*Prompt:* Check each line of the data for "PoolError", then give the number of lines that have it, without any other words.

[Start of Attachment]

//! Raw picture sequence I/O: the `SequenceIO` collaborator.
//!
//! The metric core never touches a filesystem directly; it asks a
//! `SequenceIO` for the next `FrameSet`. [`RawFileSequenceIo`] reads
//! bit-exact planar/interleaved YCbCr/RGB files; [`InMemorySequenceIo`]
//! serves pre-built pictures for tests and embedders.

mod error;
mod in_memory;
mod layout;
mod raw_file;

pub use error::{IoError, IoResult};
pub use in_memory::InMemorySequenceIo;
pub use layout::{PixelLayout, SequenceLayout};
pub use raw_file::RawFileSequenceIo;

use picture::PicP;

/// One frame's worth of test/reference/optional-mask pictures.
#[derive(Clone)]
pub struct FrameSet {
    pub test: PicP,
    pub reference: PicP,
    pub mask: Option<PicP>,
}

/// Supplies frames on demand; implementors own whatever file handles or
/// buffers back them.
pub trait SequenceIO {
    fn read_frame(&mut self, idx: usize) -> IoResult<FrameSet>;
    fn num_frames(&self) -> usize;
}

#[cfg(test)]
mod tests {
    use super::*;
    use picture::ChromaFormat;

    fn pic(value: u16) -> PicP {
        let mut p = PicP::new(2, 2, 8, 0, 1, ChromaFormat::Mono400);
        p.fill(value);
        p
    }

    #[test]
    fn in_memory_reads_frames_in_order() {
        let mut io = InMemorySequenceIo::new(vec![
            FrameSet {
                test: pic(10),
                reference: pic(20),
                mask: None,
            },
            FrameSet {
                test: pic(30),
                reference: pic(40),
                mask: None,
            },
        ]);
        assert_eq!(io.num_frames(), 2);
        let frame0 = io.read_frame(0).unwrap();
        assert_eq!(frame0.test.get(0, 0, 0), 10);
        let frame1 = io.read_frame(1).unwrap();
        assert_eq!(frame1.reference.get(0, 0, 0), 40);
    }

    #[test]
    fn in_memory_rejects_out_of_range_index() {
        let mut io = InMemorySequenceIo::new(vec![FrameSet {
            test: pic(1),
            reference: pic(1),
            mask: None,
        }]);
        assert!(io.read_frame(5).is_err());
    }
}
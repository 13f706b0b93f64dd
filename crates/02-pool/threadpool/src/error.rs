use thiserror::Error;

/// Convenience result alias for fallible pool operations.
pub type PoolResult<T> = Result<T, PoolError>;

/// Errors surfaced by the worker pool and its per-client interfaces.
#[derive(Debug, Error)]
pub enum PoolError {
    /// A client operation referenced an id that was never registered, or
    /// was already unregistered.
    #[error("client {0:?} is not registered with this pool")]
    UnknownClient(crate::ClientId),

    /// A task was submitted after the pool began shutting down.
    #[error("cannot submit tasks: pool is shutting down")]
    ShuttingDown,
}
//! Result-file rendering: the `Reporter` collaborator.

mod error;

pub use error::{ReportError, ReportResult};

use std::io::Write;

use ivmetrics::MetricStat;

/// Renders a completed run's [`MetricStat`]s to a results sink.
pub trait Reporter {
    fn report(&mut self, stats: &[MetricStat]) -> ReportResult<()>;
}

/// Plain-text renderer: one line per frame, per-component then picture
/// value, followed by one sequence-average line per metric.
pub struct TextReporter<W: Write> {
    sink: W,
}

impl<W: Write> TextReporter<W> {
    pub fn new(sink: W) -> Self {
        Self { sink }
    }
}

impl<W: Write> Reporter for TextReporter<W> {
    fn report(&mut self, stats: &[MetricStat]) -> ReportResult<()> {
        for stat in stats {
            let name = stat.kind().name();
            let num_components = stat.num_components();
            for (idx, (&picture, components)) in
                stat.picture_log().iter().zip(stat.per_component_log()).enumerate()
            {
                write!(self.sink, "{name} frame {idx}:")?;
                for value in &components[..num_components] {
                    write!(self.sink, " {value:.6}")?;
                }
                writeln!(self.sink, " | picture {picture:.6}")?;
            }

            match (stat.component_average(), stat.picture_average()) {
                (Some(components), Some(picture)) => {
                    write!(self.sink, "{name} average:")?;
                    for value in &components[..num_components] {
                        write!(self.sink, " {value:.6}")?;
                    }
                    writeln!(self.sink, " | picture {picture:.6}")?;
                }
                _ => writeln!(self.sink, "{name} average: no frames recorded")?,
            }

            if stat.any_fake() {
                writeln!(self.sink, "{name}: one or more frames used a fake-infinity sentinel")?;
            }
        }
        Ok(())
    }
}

[End of Attachment]

*Exercise output:* 2